- _Record set_
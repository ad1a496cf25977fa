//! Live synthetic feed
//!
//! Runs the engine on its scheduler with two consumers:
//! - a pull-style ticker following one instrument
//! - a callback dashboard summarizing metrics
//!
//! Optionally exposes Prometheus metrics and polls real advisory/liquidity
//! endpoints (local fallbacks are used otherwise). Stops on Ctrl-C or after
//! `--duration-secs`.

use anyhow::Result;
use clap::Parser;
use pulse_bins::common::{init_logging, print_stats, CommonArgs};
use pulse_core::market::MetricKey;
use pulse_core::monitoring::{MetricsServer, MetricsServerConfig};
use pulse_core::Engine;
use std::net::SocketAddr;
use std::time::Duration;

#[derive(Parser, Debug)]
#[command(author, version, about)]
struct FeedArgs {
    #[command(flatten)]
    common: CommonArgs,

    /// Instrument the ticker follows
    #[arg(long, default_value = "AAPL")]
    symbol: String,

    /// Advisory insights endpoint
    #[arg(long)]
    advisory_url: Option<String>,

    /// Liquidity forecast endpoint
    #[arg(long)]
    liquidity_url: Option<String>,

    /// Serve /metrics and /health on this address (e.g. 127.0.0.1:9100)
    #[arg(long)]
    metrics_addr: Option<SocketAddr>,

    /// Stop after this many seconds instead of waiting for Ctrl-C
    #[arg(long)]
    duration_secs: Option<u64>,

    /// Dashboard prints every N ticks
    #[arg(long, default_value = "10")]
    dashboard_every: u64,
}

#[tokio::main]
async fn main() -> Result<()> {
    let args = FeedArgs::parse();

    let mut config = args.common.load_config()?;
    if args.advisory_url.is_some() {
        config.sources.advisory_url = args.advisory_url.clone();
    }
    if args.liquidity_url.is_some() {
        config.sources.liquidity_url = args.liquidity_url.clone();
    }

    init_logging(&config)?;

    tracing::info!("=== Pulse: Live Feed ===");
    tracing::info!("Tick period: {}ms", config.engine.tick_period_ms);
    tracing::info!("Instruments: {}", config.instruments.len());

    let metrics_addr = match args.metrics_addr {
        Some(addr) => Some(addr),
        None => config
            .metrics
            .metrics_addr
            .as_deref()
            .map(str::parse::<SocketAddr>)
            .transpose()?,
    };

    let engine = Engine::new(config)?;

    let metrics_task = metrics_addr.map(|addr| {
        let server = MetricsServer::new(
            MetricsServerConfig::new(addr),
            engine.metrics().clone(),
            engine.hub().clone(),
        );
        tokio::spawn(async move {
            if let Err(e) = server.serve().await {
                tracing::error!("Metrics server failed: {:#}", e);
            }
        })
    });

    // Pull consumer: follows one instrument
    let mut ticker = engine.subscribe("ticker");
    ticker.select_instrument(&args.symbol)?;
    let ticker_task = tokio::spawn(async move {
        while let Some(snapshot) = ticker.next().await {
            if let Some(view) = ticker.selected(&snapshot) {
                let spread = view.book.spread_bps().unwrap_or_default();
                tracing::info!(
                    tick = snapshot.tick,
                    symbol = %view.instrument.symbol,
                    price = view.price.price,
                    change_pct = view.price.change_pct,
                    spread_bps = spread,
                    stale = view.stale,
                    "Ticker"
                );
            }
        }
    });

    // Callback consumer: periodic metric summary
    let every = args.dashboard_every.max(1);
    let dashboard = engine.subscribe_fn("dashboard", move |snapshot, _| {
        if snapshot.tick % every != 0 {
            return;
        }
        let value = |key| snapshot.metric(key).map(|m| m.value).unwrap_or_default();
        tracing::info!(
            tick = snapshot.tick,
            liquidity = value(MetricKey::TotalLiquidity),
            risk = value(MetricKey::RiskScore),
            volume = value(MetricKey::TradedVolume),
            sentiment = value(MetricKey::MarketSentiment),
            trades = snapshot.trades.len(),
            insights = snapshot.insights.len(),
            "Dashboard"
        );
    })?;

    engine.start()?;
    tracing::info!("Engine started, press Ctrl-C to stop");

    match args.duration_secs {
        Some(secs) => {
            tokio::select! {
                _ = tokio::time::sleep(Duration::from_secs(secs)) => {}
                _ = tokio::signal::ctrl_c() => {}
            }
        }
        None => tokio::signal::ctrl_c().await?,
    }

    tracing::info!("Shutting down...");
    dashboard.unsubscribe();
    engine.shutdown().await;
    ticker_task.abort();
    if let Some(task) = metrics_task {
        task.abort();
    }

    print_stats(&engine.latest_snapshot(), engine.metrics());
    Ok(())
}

- _Task statement_
Transcribe the whole listing with nothing added or left out.

- _Result below_
repository ad1a496cf25977fa
//! Live synthetic feed
//!
//! Runs the engine on its scheduler with two consumers:
//! - a pull-style ticker following one instrument
//! - a callback dashboard summarizing metrics
//!
//! Optionally exposes Prometheus metrics and polls real advisory/liquidity
//! endpoints (local fallbacks are used otherwise). Stops on Ctrl-C or after
//! `--duration-secs`.

use anyhow::Result;
use clap::Parser;
use pulse_bins::common::{init_logging, print_stats, CommonArgs};
use pulse_core::market::MetricKey;
use pulse_core::monitoring::{MetricsServer, MetricsServerConfig};
use pulse_core::Engine;
use std::net::SocketAddr;
use std::time::Duration;

#[derive(Parser, Debug)]
#[command(author, version, about)]
struct FeedArgs {
    #[command(flatten)]
    common: CommonArgs,

    /// Instrument the ticker follows
    #[arg(long, default_value = "AAPL")]
    symbol: String,

    /// Advisory insights endpoint
    #[arg(long)]
    advisory_url: Option<String>,

    /// Liquidity forecast endpoint
    #[arg(long)]
    liquidity_url: Option<String>,

    /// Serve /metrics and /health on this address (e.g. 127.0.0.1:9100)
    #[arg(long)]
    metrics_addr: Option<SocketAddr>,

    /// Stop after this many seconds instead of waiting for Ctrl-C
    #[arg(long)]
    duration_secs: Option<u64>,

    /// Dashboard prints every N ticks
    #[arg(long, default_value = "10")]
    dashboard_every: u64,
}

#[tokio::main]
async fn main() -> Result<()> {
    let args = FeedArgs::parse();

    let mut config = args.common.load_config()?;
    if args.advisory_url.is_some() {
        config.sources.advisory_url = args.advisory_url.clone();
    }
    if args.liquidity_url.is_some() {
        config.sources.liquidity_url = args.liquidity_url.clone();
    }

    init_logging(&config)?;

    tracing::info!("=== Pulse: Live Feed ===");
    tracing::info!("Tick period: {}ms", config.engine.tick_period_ms);
    tracing::info!("Instruments: {}", config.instruments.len());

    let metrics_addr = match args.metrics_addr {
        Some(addr) => Some(addr),
        None => config
            .metrics
            .metrics_addr
            .as_deref()
            .map(str::parse::<SocketAddr>)
            .transpose()?,
    };

    let engine = Engine::new(config)?;

    let metrics_task = metrics_addr.map(|addr| {
        let server = MetricsServer::new(
            MetricsServerConfig::new(addr),
            engine.metrics().clone(),
            engine.hub().clone(),
        );
        tokio::spawn(async move {
            if let Err(e) = server.serve().await {
                tracing::error!("Metrics server failed: {:#}", e);
            }
        })
    });

    // Pull consumer: follows one instrument
    let mut ticker = engine.subscribe("ticker");
    ticker.select_instrument(&args.symbol)?;
    let ticker_task = tokio::spawn(async move {
        while let Some(snapshot) = ticker.next().await {
            if let Some(view) = ticker.selected(&snapshot) {
                let spread = view.book.spread_bps().unwrap_or_default();
                tracing::info!(
                    tick = snapshot.tick,
                    symbol = %view.instrument.symbol,
                    price = view.price.price,
                    change_pct = view.price.change_pct,
                    spread_bps = spread,
                    stale = view.stale,
                    "Ticker"
                );
            }
        }
    });

    // Callback consumer: periodic metric summary
    let every = args.dashboard_every.max(1);
    let dashboard = engine.subscribe_fn("dashboard", move |snapshot, _| {
        if snapshot.tick % every != 0 {
            return;
        }
        let value = |key| snapshot.metric(key).map(|m| m.value).unwrap_or_default();
        tracing::info!(
            tick = snapshot.tick,
            liquidity = value(MetricKey::TotalLiquidity),
            risk = value(MetricKey::RiskScore),
            volume = value(MetricKey::TradedVolume),
            sentiment = value(MetricKey::MarketSentiment),
            trades = snapshot.trades.len(),
            insights = snapshot.insights.len(),
            "Dashboard"
        );
    })?;

    engine.start()?;
    tracing::info!("Engine started, press Ctrl-C to stop");

    match args.duration_secs {
        Some(secs) => {
            tokio::select! {
                _ = tokio::time::sleep(Duration::from_secs(secs)) => {}
                _ = tokio::signal::ctrl_c() => {}
            }
        }
        None => tokio::signal::ctrl_c().await?,
    }

    tracing::info!("Shutting down...");
    dashboard.unsubscribe();
    engine.shutdown().await;
    ticker_task.abort();
    if let Some(task) = metrics_task {
        task.abort();
    }

    print_stats(&engine.latest_snapshot(), engine.metrics());
    Ok(())
}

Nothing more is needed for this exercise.